I have a live example I live in Lithuania. Until 1998 Lithuania had one
monopolist telecommunication company owned by government. But in 1998 our
government sold this monopole company (about 95% of shares) to Swedish company
Telia, but at the same time they passed the laws to liberalize
telecommunication market. Theoretically Telecom was obligated to allow usage
part of their communication infrastructure to other competitors, but as
monopoly they set such high prices, that for other companies it was cheaper to
build their own networks. And laws allowed to build network for everyone. And
that's where libertarian dream came true - even monopoly could not limit
expansion of private networks when there laws allowed that. Soon there
appeared many amateur networks that used simple UTP cables or wi-fi to connect
to each other, some of them joined forces together and become companies who
sold internet connection to neighborhood homes. That's how suddenly there
appeared lots of small ISP's. Soon they understood that they cannot rely on
UTP cables or wi-fi, so they started building fiber cable networks in largest
cities. And keep in mind, that in 1998 - 2000 when those companies have
appeared, the Lithuania was quite poor country who has just escaped USSR. It
had a GDP only of 11 billion USD; average salary was about 150 USD/month, so
you can imagine that average customer could not pay for internet a lot.
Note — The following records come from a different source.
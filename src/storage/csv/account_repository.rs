//! # Account Repository
//!
//! File-based account storage. Each account lives in its own directory under
//! the base data directory:
//!
//! ```text
//! data/
//! └── {account_dir}/
//!     ├── account.yaml   ← this module manages these files
//!     └── goals.csv
//! ```
//!
//! Accounts are discovered by scanning directories for an `account.yaml`,
//! so the filesystem is the source of truth. Deleting an account removes
//! its whole directory, which is what cascades goal deletion.

use std::fs;
use std::path::PathBuf;

use anyhow::Result;
use chrono::{DateTime, Utc};
use log::{debug, info, warn};
use serde::{Deserialize, Serialize};

use super::connection::CsvConnection;
use crate::domain::models::account::Account;
use crate::storage::traits::AccountStorage;

/// Intermediate struct for YAML serialization with string date fields
#[derive(Debug, Clone, Serialize, Deserialize)]
struct YamlAccount {
    id: String,
    name: String,
    start_date: Option<String>,
    created_at: String,
}

impl From<&Account> for YamlAccount {
    fn from(account: &Account) -> Self {
        YamlAccount {
            id: account.id.clone(),
            name: account.name.clone(),
            start_date: account.start_date.map(|d| d.to_rfc3339()),
            created_at: account.created_at.to_rfc3339(),
        }
    }
}

impl TryFrom<YamlAccount> for Account {
    type Error = anyhow::Error;

    fn try_from(yaml: YamlAccount) -> Result<Self> {
        let start_date = yaml
            .start_date
            .map(|s| {
                DateTime::parse_from_rfc3339(&s)
                    .map(|d| d.with_timezone(&Utc))
                    .map_err(|e| anyhow::anyhow!("Failed to parse start_date: {}", e))
            })
            .transpose()?;

        Ok(Account {
            id: yaml.id,
            name: yaml.name,
            start_date,
            created_at: DateTime::parse_from_rfc3339(&yaml.created_at)
                .map_err(|e| anyhow::anyhow!("Failed to parse created_at: {}", e))?
                .with_timezone(&Utc),
        })
    }
}

/// Filesystem-discovery account repository
#[derive(Debug, Clone)]
pub struct AccountRepository {
    connection: CsvConnection,
}

impl AccountRepository {
    /// Create a new account repository
    pub fn new(connection: CsvConnection) -> Self {
        Self { connection }
    }

    /// Generate a safe filesystem fragment from an account name.
    /// Converts "Acme Corp" -> "acme_corp", "Team #1" -> "team_1", etc.
    pub fn generate_safe_directory_name(account_name: &str) -> String {
        let mut result = String::new();
        let mut last_was_underscore = false;

        for c in account_name.chars() {
            if c.is_ascii_alphanumeric() {
                result.push(c.to_ascii_lowercase());
                last_was_underscore = false;
            } else {
                // Whitespace, punctuation and non-ASCII all collapse to a
                // single underscore.
                if !last_was_underscore && !result.is_empty() {
                    result.push('_');
                }
                last_was_underscore = true;
            }
        }

        result.trim_matches('_').to_string()
    }

    /// Directory name for an account: the safe name fragment plus the id's
    /// timestamp, so accounts sharing a name never share a directory. A
    /// name with no usable characters falls back to the id alone.
    pub fn directory_name_for(account: &Account) -> String {
        let safe_name = Self::generate_safe_directory_name(&account.name);
        let id_suffix = account.id.trim_start_matches("account::");
        if safe_name.is_empty() {
            format!("account_{}", id_suffix)
        } else {
            format!("{}_{}", safe_name, id_suffix)
        }
    }

    /// Path to an account's YAML file within its directory
    fn get_account_yaml_path(&self, directory_name: &str) -> PathBuf {
        self.connection
            .get_account_directory(directory_name)
            .join("account.yaml")
    }

    /// Load an account from a specific directory, if one lives there
    fn load_account_from_directory(&self, directory_name: &str) -> Result<Option<Account>> {
        let yaml_path = self.get_account_yaml_path(directory_name);

        if !yaml_path.exists() {
            return Ok(None);
        }

        let yaml_content = fs::read_to_string(&yaml_path)?;
        let yaml_account: YamlAccount = serde_yaml::from_str(&yaml_content)?;

        Ok(Some(Account::try_from(yaml_account)?))
    }

    /// Save an account into its directory, atomically
    fn save_account_to_directory(&self, account: &Account, directory_name: &str) -> Result<()> {
        let account_dir = self.connection.get_account_directory(directory_name);
        if !account_dir.exists() {
            fs::create_dir_all(&account_dir)?;
            info!("Created account directory: {:?}", account_dir);
        }

        let yaml_path = self.get_account_yaml_path(directory_name);
        let yaml_content = serde_yaml::to_string(&YamlAccount::from(account))?;

        let temp_path = yaml_path.with_extension("tmp");
        fs::write(&temp_path, yaml_content)?;
        fs::rename(&temp_path, &yaml_path)?;

        debug!("Saved account {} to directory: {}", account.id, directory_name);
        Ok(())
    }

    /// Discover all accounts by scanning directories, keeping the directory
    /// each account was actually loaded from
    fn discover_accounts_with_directories(&self) -> Result<Vec<(String, Account)>> {
        let base_dir = self.connection.base_directory();

        if !base_dir.exists() {
            debug!("Base directory doesn't exist, returning empty account list");
            return Ok(Vec::new());
        }

        let mut accounts = Vec::new();

        for entry in fs::read_dir(base_dir)? {
            let entry = entry?;
            let path = entry.path();

            if !path.is_dir() {
                continue;
            }

            let dir_name = match path.file_name().and_then(|n| n.to_str()) {
                Some(name) => name,
                None => {
                    warn!("Skipping directory with invalid name: {:?}", path);
                    continue;
                }
            };

            match self.load_account_from_directory(dir_name) {
                Ok(Some(account)) => accounts.push((dir_name.to_string(), account)),
                Ok(None) => debug!("Directory {} doesn't contain an account", dir_name),
                Err(e) => warn!("Error loading account from directory {}: {}", dir_name, e),
            }
        }

        accounts.sort_by(|a, b| a.1.name.cmp(&b.1.name));

        debug!("Discovered {} accounts", accounts.len());
        Ok(accounts)
    }

    /// Discover all accounts by scanning directories
    fn discover_accounts(&self) -> Result<Vec<Account>> {
        Ok(self
            .discover_accounts_with_directories()?
            .into_iter()
            .map(|(_, account)| account)
            .collect())
    }

    /// Find the directory holding the account with the given id
    pub(super) fn find_directory_by_account_id(&self, account_id: &str) -> Result<Option<String>> {
        Ok(self
            .discover_accounts_with_directories()?
            .into_iter()
            .find(|(_, account)| account.id == account_id)
            .map(|(directory, _)| directory))
    }
}

impl AccountStorage for AccountRepository {
    fn store_account(&self, account: &Account) -> Result<()> {
        self.save_account_to_directory(account, &Self::directory_name_for(account))
    }

    fn get_account(&self, account_id: &str) -> Result<Option<Account>> {
        let accounts = self.discover_accounts()?;
        Ok(accounts.into_iter().find(|a| a.id == account_id))
    }

    fn list_accounts(&self) -> Result<Vec<Account>> {
        self.discover_accounts()
    }

    fn delete_account(&self, account_id: &str) -> Result<()> {
        if let Some(dir_name) = self.find_directory_by_account_id(account_id)? {
            let account_dir = self.connection.get_account_directory(&dir_name);
            if account_dir.exists() {
                // Removing the directory is the cascade: goals.csv dies too.
                fs::remove_dir_all(&account_dir)?;
                info!("Deleted account directory: {:?}", account_dir);
            }
        } else {
            warn!("Attempted to delete a non-existent account: {}", account_id);
        }
        Ok(())
    }

    fn set_start_date(&self, account_id: &str, start_date: Option<DateTime<Utc>>) -> Result<()> {
        let dir_name = self
            .find_directory_by_account_id(account_id)?
            .ok_or_else(|| anyhow::anyhow!("Account not found: {}", account_id))?;

        let mut account = self
            .load_account_from_directory(&dir_name)?
            .ok_or_else(|| anyhow::anyhow!("Account not found: {}", account_id))?;

        account.start_date = start_date;
        self.save_account_to_directory(&account, &dir_name)
    }
}

#[cfg(test)]
mod tests {
    use super::*;
    use tempfile::TempDir;

    fn setup_test_repo() -> (AccountRepository, TempDir) {
        let temp_dir = TempDir::new().unwrap();
        let connection = CsvConnection::new(temp_dir.path()).unwrap();
        (AccountRepository::new(connection), temp_dir)
    }

    fn test_account(id: &str, name: &str) -> Account {
        Account {
            id: id.to_string(),
            name: name.to_string(),
            start_date: None,
            created_at: Utc::now(),
        }
    }

    #[test]
    fn test_generate_safe_directory_name() {
        assert_eq!(
            AccountRepository::generate_safe_directory_name("Acme Corp"),
            "acme_corp"
        );
        assert_eq!(
            AccountRepository::generate_safe_directory_name("Team #1"),
            "team_1"
        );
        assert_eq!(
            AccountRepository::generate_safe_directory_name("  spaced  out  "),
            "spaced_out"
        );
    }

    #[test]
    fn test_directory_name_includes_id_suffix() {
        assert_eq!(
            AccountRepository::directory_name_for(&test_account("account::42", "Acme Corp")),
            "acme_corp_42"
        );
        assert_eq!(
            AccountRepository::directory_name_for(&test_account("account::42", "###")),
            "account_42"
        );
    }

    #[test]
    fn test_same_name_accounts_get_distinct_directories() {
        let (repo, _temp_dir) = setup_test_repo();

        repo.store_account(&test_account("account::1", "Acme")).unwrap();
        repo.store_account(&test_account("account::2", "Acme")).unwrap();

        assert_eq!(repo.list_accounts().unwrap().len(), 2);
        assert!(repo.get_account("account::1").unwrap().is_some());
        assert!(repo.get_account("account::2").unwrap().is_some());

        // Each resolves to its own directory.
        let dir_one = repo.find_directory_by_account_id("account::1").unwrap().unwrap();
        let dir_two = repo.find_directory_by_account_id("account::2").unwrap().unwrap();
        assert_ne!(dir_one, dir_two);
    }

    #[test]
    fn test_punctuation_only_name_is_discoverable() {
        let (repo, _temp_dir) = setup_test_repo();
        repo.store_account(&test_account("account::3", "###")).unwrap();

        let accounts = repo.list_accounts().unwrap();
        assert_eq!(accounts.len(), 1);
        assert_eq!(accounts[0].id, "account::3");
        assert_eq!(accounts[0].name, "###");
    }

    #[test]
    fn test_store_and_discover_account() {
        let (repo, _temp_dir) = setup_test_repo();

        repo.store_account(&test_account("account::123", "Test Account"))
            .expect("Failed to store account");

        let accounts = repo.list_accounts().expect("Failed to list accounts");
        assert_eq!(accounts.len(), 1);
        assert_eq!(accounts[0].id, "account::123");
        assert_eq!(accounts[0].name, "Test Account");
        assert!(accounts[0].start_date.is_none());

        let retrieved = repo.get_account("account::123").unwrap();
        assert_eq!(retrieved.unwrap().name, "Test Account");
    }

    #[test]
    fn test_list_accounts_ordered_by_name() {
        let (repo, _temp_dir) = setup_test_repo();

        repo.store_account(&test_account("account::2", "Zeta")).unwrap();
        repo.store_account(&test_account("account::1", "Alpha")).unwrap();

        let names: Vec<String> = repo
            .list_accounts()
            .unwrap()
            .into_iter()
            .map(|a| a.name)
            .collect();
        assert_eq!(names, vec!["Alpha".to_string(), "Zeta".to_string()]);
    }

    #[test]
    fn test_set_start_date_round_trip() {
        let (repo, _temp_dir) = setup_test_repo();
        repo.store_account(&test_account("account::7", "Acme")).unwrap();

        let start = "2024-01-01T00:00:00Z".parse::<DateTime<Utc>>().unwrap();
        repo.set_start_date("account::7", Some(start)).unwrap();
        assert_eq!(
            repo.get_account("account::7").unwrap().unwrap().start_date,
            Some(start)
        );

        repo.set_start_date("account::7", None).unwrap();
        assert_eq!(
            repo.get_account("account::7").unwrap().unwrap().start_date,
            None
        );
    }

    #[test]
    fn test_set_start_date_on_missing_account_fails() {
        let (repo, _temp_dir) = setup_test_repo();
        assert!(repo.set_start_date("account::nope", None).is_err());
    }

    #[test]
    fn test_delete_account_is_idempotent() {
        let (repo, _temp_dir) = setup_test_repo();
        repo.store_account(&test_account("account::9", "Doomed")).unwrap();

        repo.delete_account("account::9").unwrap();
        assert!(repo.get_account("account::9").unwrap().is_none());

        // Deleting again is a no-op, not an error.
        repo.delete_account("account::9").unwrap();
    }
}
That
small fiber optical ISPs didn't had big investors behind their back, tons of
money to invest, but still they managed to buy equipment on word prices and
expand their networks. And now here in Lithuania we have plenty of ISP's who
offers 100 - 300 mbps fiber connection to almost every home that needs it.

So I think real problem in USA is not about the money, it's about the laws
that limit competition. And building government network would not solve this
issue - building municipal networks is just the fight against the
consequences, not the causes.

P.S. Lithuanian capital Vilnius has population of 650 000, so it is quite
similar to the case described in this article.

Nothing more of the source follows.